No para Alphonse, que se había tirado al suelo con sus brillantes orejas de color marrón desplegadas a ambos lados como si fueran las alas de un avión.

—Ya es hora de que me vaya a la cama, Carla. Te llamaré mañana.

Después de tomar un baño caliente, llamó a Alphonse para que la acompañara a ir a la cama. Era la primera vez que recordaba no haberle hecho seguirla por toda la casa mientras comprobaba los armarios, pero él no parecía estar decepcionado ni agradecido. Las únicas rutinas que significaban algo para su mascota tenían que ver con comer, dormir y salir, y eso solo lo hacía para aliviarse a sí mismo. A algunos perros les encantaba salir a correr, explorar, patrullar, cazar y matar. Antes de Alphonse, Amy había tenido un gran bernés que sabía jugar al
frisbee
, y cuando Max y ella se casaron, heredaron un perro salchicha que estaba completamente loco y que solía arrastrar piedras de la playa que escondía luego bajo el sofá del salón. Sin embargo para Alphonse, el mundo exterior era como un gran inodoro.

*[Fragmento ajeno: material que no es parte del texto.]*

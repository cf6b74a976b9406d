// src/services/enrollment_service.rs
use crate::{
    error::{AppError, AppResult},
    models::enrollment::{Enrollment, EnrollmentPatch, EnrollmentStatus, NewEnrollment},
    services::{
        broadcaster::{Broadcaster, LiveEvent},
        records::{self, now_iso},
    },
    store::KvStore,
};
use futures_util::StreamExt;
use std::sync::Arc;

pub const ENROLLMENTS_PATH: &str = "enrollments";

/// Inscreve um aluno numa unidade curricular.
///
/// Com uma inscrição ativa para o mesmo par devolve `Conflict`. Se só existir uma
/// inscrição inativa/concluída, essa é reativada em vez de se criar um segundo registo.
pub async fn enroll_student(store: &dyn KvStore, input: NewEnrollment) -> AppResult<Enrollment> {
    let student_id = records::required(input.student_id, "studentId")?;
    let course_id = records::required(input.course_id, "courseId")?;

    let existing = find_all_for_pair(store, &student_id, &course_id).await?;
    if existing.iter().any(Enrollment::is_active) {
        tracing::debug!("Inscrição duplicada: aluno {} já inscrito em {}", student_id, course_id);
        return Err(AppError::Conflict("O aluno já está inscrito nesta unidade curricular".to_string()));
    }

    if let Some(previous) = existing.into_iter().next() {
        let patch = EnrollmentPatch {
            carrera: input.carrera,
            ciclo: input.ciclo,
            status: Some(EnrollmentStatus::Active),
        };
        let reactivated = update_enrollment(store, &previous.id, &patch)
            .await?
            .ok_or(AppError::Internal)?;
        tracing::info!("✅ Inscrição {} reativada ({} em {})", reactivated.id, student_id, course_id);
        return Ok(reactivated);
    }

    let now = now_iso();
    let enrollment = Enrollment {
        id: uuid::Uuid::new_v4().to_string(),
        student_id,
        course_id,
        carrera: input.carrera.unwrap_or_default(),
        ciclo: input.ciclo.unwrap_or_default(),
        status: EnrollmentStatus::Active,
        enrolled_at: Some(now.clone()),
        updated_at: Some(now),
    };
    records::insert(store, &format!("{}/{}", ENROLLMENTS_PATH, enrollment.id), &enrollment).await?;
    tracing::info!(
        "✅ Aluno {} inscrito em {} ({})",
        enrollment.student_id,
        enrollment.course_id,
        enrollment.id
    );
    Ok(enrollment)
}

async fn find_all_for_pair(store: &dyn KvStore, student_id: &str, course_id: &str) -> AppResult<Vec<Enrollment>> {
    Ok(list_enrollments(store)
        .await?
        .into_iter()
        .filter(|e| e.student_id == student_id && e.course_id == course_id)
        .collect())
}

/// Inscrição do par (aluno, unidade), preferindo a ativa se houver mais de uma.
pub async fn find_by_student_and_course(
    store: &dyn KvStore,
    student_id: &str,
    course_id: &str,
) -> AppResult<Option<Enrollment>> {
    let mut found = find_all_for_pair(store, student_id, course_id).await?;
    found.sort_by_key(|e| !e.is_active());
    Ok(found.into_iter().next())
}

pub async fn find_enrollment_by_id(store: &dyn KvStore, id: &str) -> AppResult<Option<Enrollment>> {
    records::fetch(store, &records::record_path(ENROLLMENTS_PATH, id)?).await
}

pub async fn list_enrollments(store: &dyn KvStore) -> AppResult<Vec<Enrollment>> {
    records::fetch_all(store, ENROLLMENTS_PATH).await
}

/// Todas as inscrições de um aluno (qualquer estado).
pub async fn list_for_student(store: &dyn KvStore, student_id: &str) -> AppResult<Vec<Enrollment>> {
    Ok(list_enrollments(store)
        .await?
        .into_iter()
        .filter(|e| e.student_id == student_id)
        .collect())
}

/// Inscrições ativas de uma unidade curricular.
pub async fn list_active_for_course(store: &dyn KvStore, course_id: &str) -> AppResult<Vec<Enrollment>> {
    Ok(list_enrollments(store)
        .await?
        .into_iter()
        .filter(|e| e.course_id == course_id && e.is_active())
        .collect())
}

pub async fn update_enrollment(
    store: &dyn KvStore,
    id: &str,
    patch: &EnrollmentPatch,
) -> AppResult<Option<Enrollment>> {
    records::merge(store, &records::record_path(ENROLLMENTS_PATH, id)?, patch).await
}

pub async fn delete_enrollment(store: &dyn KvStore, id: &str) -> AppResult<bool> {
    records::remove(store, &records::record_path(ENROLLMENTS_PATH, id)?).await
}

/// Anula a inscrição ativa do par, mudando o estado para `inactive`.
pub async fn unenroll(store: &dyn KvStore, student_id: &str, course_id: &str) -> AppResult<Enrollment> {
    let active = find_all_for_pair(store, student_id, course_id)
        .await?
        .into_iter()
        .find(Enrollment::is_active)
        .ok_or_else(|| AppError::not_found("Inscrição ativa"))?;

    let patch = EnrollmentPatch {
        status: Some(EnrollmentStatus::Inactive),
        ..Default::default()
    };
    let updated = update_enrollment(store, &active.id, &patch)
        .await?
        .ok_or_else(|| AppError::not_found("Inscrição"))?;
    tracing::info!("Inscrição {} anulada ({} em {})", updated.id, student_id, course_id);
    Ok(updated)
}

/// Reencaminha as mudanças em `enrollments/` para os clientes SSE como eventos `enrollment`.
/// Termina quando o stream do armazenamento termina.
pub async fn forward_enrollment_changes(store: Arc<dyn KvStore>, broadcaster: Broadcaster) {
    let mut changes = store.watch(ENROLLMENTS_PATH);
    tracing::info!("👀 A observar alterações em '{}'", ENROLLMENTS_PATH);
    while let Some(event) = changes.next().await {
        broadcaster.publish(LiveEvent::new("enrollment", &event));
    }
    tracing::warn!("Observação de '{}' terminou.", ENROLLMENTS_PATH);
}
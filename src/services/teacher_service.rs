// src/services/teacher_service.rs
//! Dados de cada docente em `teachers/<uid>/{courses,students,attendance}`.
//! Estes registos também são escritos diretamente pelos browsers, por isso são
//! devolvidos como JSON cru (com a chave em `key`).

use crate::{
    error::{AppError, AppResult},
    models::{
        course::{NewCourse, DEFAULT_COURSES},
        student::NewStudent,
        teacher::{TeacherCollection, TeacherProfile},
    },
    services::{course_service, records},
    store::{tree, KvStore},
};
use serde_json::{Map, Value};

fn teacher_path(uid: &str) -> AppResult<String> {
    records::record_path("teachers", uid)
}

pub async fn list_collection(store: &dyn KvStore, uid: &str, collection: TeacherCollection) -> AppResult<Vec<Value>> {
    let path = tree::join(&teacher_path(uid)?, collection.as_str());
    records::fetch_keyed(store, &path).await
}

/// Prepara a conta de um docente: grava o perfil e cria as unidades predefinidas
/// se ainda não tiver nenhuma. Devolve quantas unidades foram criadas.
pub async fn init_teacher(store: &dyn KvStore, uid: &str, profile: TeacherProfile) -> AppResult<usize> {
    let base = teacher_path(uid)?;

    if let Ok(Value::Object(fields)) = serde_json::to_value(&profile) {
        if !fields.is_empty() {
            let mut fields: Map<String, Value> = fields;
            fields.insert("updatedAt".to_string(), Value::String(records::now_iso()));
            store.update(&base, fields).await?;
        }
    }

    let courses_path = tree::join(&base, TeacherCollection::Courses.as_str());
    if store.read(&courses_path).await?.is_some() {
        tracing::debug!("Docente {} já tem unidades; nada a criar.", uid);
        return Ok(0);
    }

    for default in DEFAULT_COURSES {
        let input = NewCourse {
            name: Some(default.name.to_string()),
            code: None,
            description: Some(default.description.to_string()),
            schedule: Some(default.schedule.to_string()),
            instructor: Some(default.instructor.to_string()),
            room: Some(default.room.to_string()),
            is_default: true,
        };
        push_course(store, &courses_path, input).await?;
    }
    tracing::info!("✅ {} unidades predefinidas criadas para o docente {}", DEFAULT_COURSES.len(), uid);
    Ok(DEFAULT_COURSES.len())
}

pub async fn add_course(store: &dyn KvStore, uid: &str, input: NewCourse) -> AppResult<Value> {
    let path = tree::join(&teacher_path(uid)?, TeacherCollection::Courses.as_str());
    push_course(store, &path, input).await
}

async fn push_course(store: &dyn KvStore, collection: &str, input: NewCourse) -> AppResult<Value> {
    // O id fica vazio: nestas coleções a identidade é a chave gerada pelo push.
    let course = course_service::build_course(String::new(), input)?;
    push_record(store, collection, &course).await
}

/// Acrescenta um aluno à lista privada do docente. A lista global `students/` não muda,
/// por isso não há evento `students`; os browsers seguem `teachers/<uid>` pelo store.
pub async fn add_student(store: &dyn KvStore, uid: &str, input: NewStudent) -> AppResult<Value> {
    let name = records::required(input.name, "name")?;
    let now = records::now_iso();
    let mut fields = Map::new();
    fields.insert("name".to_string(), Value::String(name));
    for (field, value) in [("email", input.email), ("phone", input.phone), ("studentId", input.student_id)] {
        if let Some(value) = value.filter(|v| !v.trim().is_empty()) {
            fields.insert(field.to_string(), Value::String(value));
        }
    }
    fields.insert("createdAt".to_string(), Value::String(now.clone()));
    fields.insert("updatedAt".to_string(), Value::String(now));

    let path = tree::join(&teacher_path(uid)?, TeacherCollection::Students.as_str());
    push_record(store, &path, &Value::Object(fields)).await
}

async fn push_record<T: serde::Serialize>(store: &dyn KvStore, collection: &str, record: &T) -> AppResult<Value> {
    let mut value = serde_json::to_value(record).map_err(|e| {
        tracing::error!("Erro ao serializar registo para '{}': {:?}", collection, e);
        AppError::Internal
    })?;
    if let Value::Object(fields) = &mut value {
        // `id` vazio e campos nulos não são guardados.
        fields.retain(|key, v| !v.is_null() && !(key == "id" && v.as_str() == Some("")));
    }
    let key = store.push(collection, value.clone()).await?;
    if let Value::Object(fields) = &mut value {
        fields.insert("key".to_string(), Value::String(key.clone()));
    }
    tracing::info!("✅ Registo {} criado em '{}'", key, collection);
    Ok(value)
}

Dormía en una alfombra en la esquina del pequeño dormitorio de Amy. A ella le resultaba muy tranquilizador escucharlo roncar en la oscuridad, y en verano oír el tintineo de su collar cuando intentaba quitarse las pulgas. Alphonse era demasiado bajo para saltar a su cama y demasiado pesado como para levantarlo. Amy lo había intentado una vez improvisando una escalera de sillas y cojines, y él subió y olfateó toda la ropa de cama. Pero allí no había nada que olisquear excepto el olor de Amy. No había variedad ni nada que suscitara su interés, así que no se tumbó, y después de un rato descendió a una altura más de su agrado. Amy anhelaba que él durmiera con ella, que le calentara los pies con su cuerpo como hacían los perros de piernas largas y huesos finos de su infancia. Pero por el contrario, se había acostumbrado a oír sus suspiros y gemidos por las noches, así como las bombas de gas que lanzaba ocasionalmente.